On one of my earliest backpacking trips while still in high school a friend and myself headed up to Ribbon Lake for a weekend. The trail is very easy, I think around 8 miles, but just before the lake there is a steep cliff with chains to use as a climbing aid.

About half way in we came across three women trying to roll a full sized barbecue up the trail with a 20lb tank of propane still attached. It was a very comical sight. With much profanity they told us they were supposed to be heading to the lake to party with their boyfriends who had arrived earlier in the day and gone up the trail with the packs.

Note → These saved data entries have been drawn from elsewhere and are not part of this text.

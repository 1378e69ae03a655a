// Configuration: the deployment-time settings of a run, gathered into one
// value that is handed to each component instead of living in globals.

use std::path::PathBuf;

use crate::error::{PipelineError, Result};

pub const DEFAULT_PEXELS_API_URL: &str = "https://api.pexels.com/v1";
pub const DEFAULT_BLOGGER_API_URL: &str = "https://www.googleapis.com/blogger/v3";
pub const DEFAULT_AWS_REGION: &str = "eu-central-1";

/// Credentials and location of the S3 bucket images are rehosted to.
#[derive(Clone, Debug)]
pub struct StorageConfig {
    pub access_key: String,
    pub secret_key: String,
    pub region: String,
    pub bucket: String,
    /// Serve objects from here instead of the bucket's own endpoint (CDN).
    pub public_base_url: Option<String>,
}

#[derive(Clone, Debug)]
pub struct Config {
    pub pexels_api_key: String,
    pub pexels_api_url: String,
    pub storage: StorageConfig,
    pub blogger_api_url: String,
    pub blog_id: String,
    pub client_secret_path: PathBuf,
    pub token_path: PathBuf,
}

impl Config {
    /// Build the configuration from environment variables. Paths default
    /// to files under the user's config directory (`blogpub/`).
    pub fn from_env() -> Result<Self> {
        Self::from_lookup(|key| std::env::var(key).ok())
    }

    /// Same as [`Config::from_env`] but reading values through `lookup`.
    pub fn from_lookup<F>(lookup: F) -> Result<Self>
    where
        F: Fn(&str) -> Option<String>,
    {
        let required = |key: &str| -> Result<String> {
            lookup(key)
                .filter(|v| !v.trim().is_empty())
                .ok_or_else(|| PipelineError::Config(format!("{} is not set", key)))
        };
        let optional = |key: &str| lookup(key).filter(|v| !v.trim().is_empty());

        let base_dir = default_config_dir();

        Ok(Config {
            pexels_api_key: required("PEXELS_API_KEY")?,
            pexels_api_url: optional("PEXELS_API_URL")
                .unwrap_or_else(|| DEFAULT_PEXELS_API_URL.into()),
            storage: StorageConfig {
                access_key: required("AWS_ACCESS_KEY_ID")?,
                secret_key: required("AWS_SECRET_ACCESS_KEY")?,
                region: optional("AWS_REGION").unwrap_or_else(|| DEFAULT_AWS_REGION.into()),
                bucket: required("BLOGPUB_BUCKET")?,
                public_base_url: optional("BLOGPUB_PUBLIC_BASE_URL"),
            },
            blogger_api_url: optional("BLOGGER_API_URL")
                .unwrap_or_else(|| DEFAULT_BLOGGER_API_URL.into()),
            blog_id: required("BLOGGER_BLOG_ID")?,
            client_secret_path: optional("GOOGLE_CLIENT_SECRET_PATH")
                .map(PathBuf::from)
                .unwrap_or_else(|| base_dir.join("client_secret.json")),
            token_path: optional("GOOGLE_TOKEN_PATH")
                .map(PathBuf::from)
                .unwrap_or_else(|| base_dir.join("token.json")),
        })
    }
}

fn default_config_dir() -> PathBuf {
    dirs::config_dir()
        .unwrap_or_else(|| PathBuf::from("."))
        .join("blogpub")
}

With more profanity the women told us that if we came across their boyfriends to send them back to help with the "camp stove".

We chuckled to ourselves and commented that it might not be a very peaceful campground as we headed up the trail where we met their boyfriends at the bottom of the cliff.

It was easy to tell they were from the same group when they asked us if we had 12 D cell batteries for their portable stereo as theirs had died on the hike in. Along with huge stereo and their overstuffed packs they had hauled in several flats of beer and a large cooler full of food.

We mentioned that we had come across their girlfriends down the trail and that that we didn't think that it would be possible to drag a full sized barbecue up the cliff. The guys started laughing in disbelief and told us that they had left a message for the girlfriends to bring the Coleman camp stove that a friend had left on the back deck.

So two of the boyfriends headed back down the trail to placate their girlfriends and deal with the barbecue/camp stove leaving one behind to guard the packs, cooler and beer.

Having gauged the mood their girlfriends my friend saw a great opportunity and quickly offers the guy guarding the beer, who looked exhausted, a deal. In exchange for a couple of cold beers from the cooler we would haul the flats up the cliff and the last mile to the campground at the lake.

The guard thinks this is a very generous offer since he has been lugging these things for hours. He gave us a couple of cold ones from the cooler which we quickly drank while stuffing our packs with as much beer as we can carry and head up the cliff and on to the lake where we wait to see if our plan has worked.

As my friend figured from the mood of the women hauling the barbecue, no matter how much beer was at the top of the cliff, there was no way that party was going to happen.

We enjoyed a peaceful weekend at the lake and made many friends sharing our free beer with anyone who came by. We half expected to find a cooler, stereo and barbecue abandoned along the trail on our hike out but it appears that they took it all back out with them.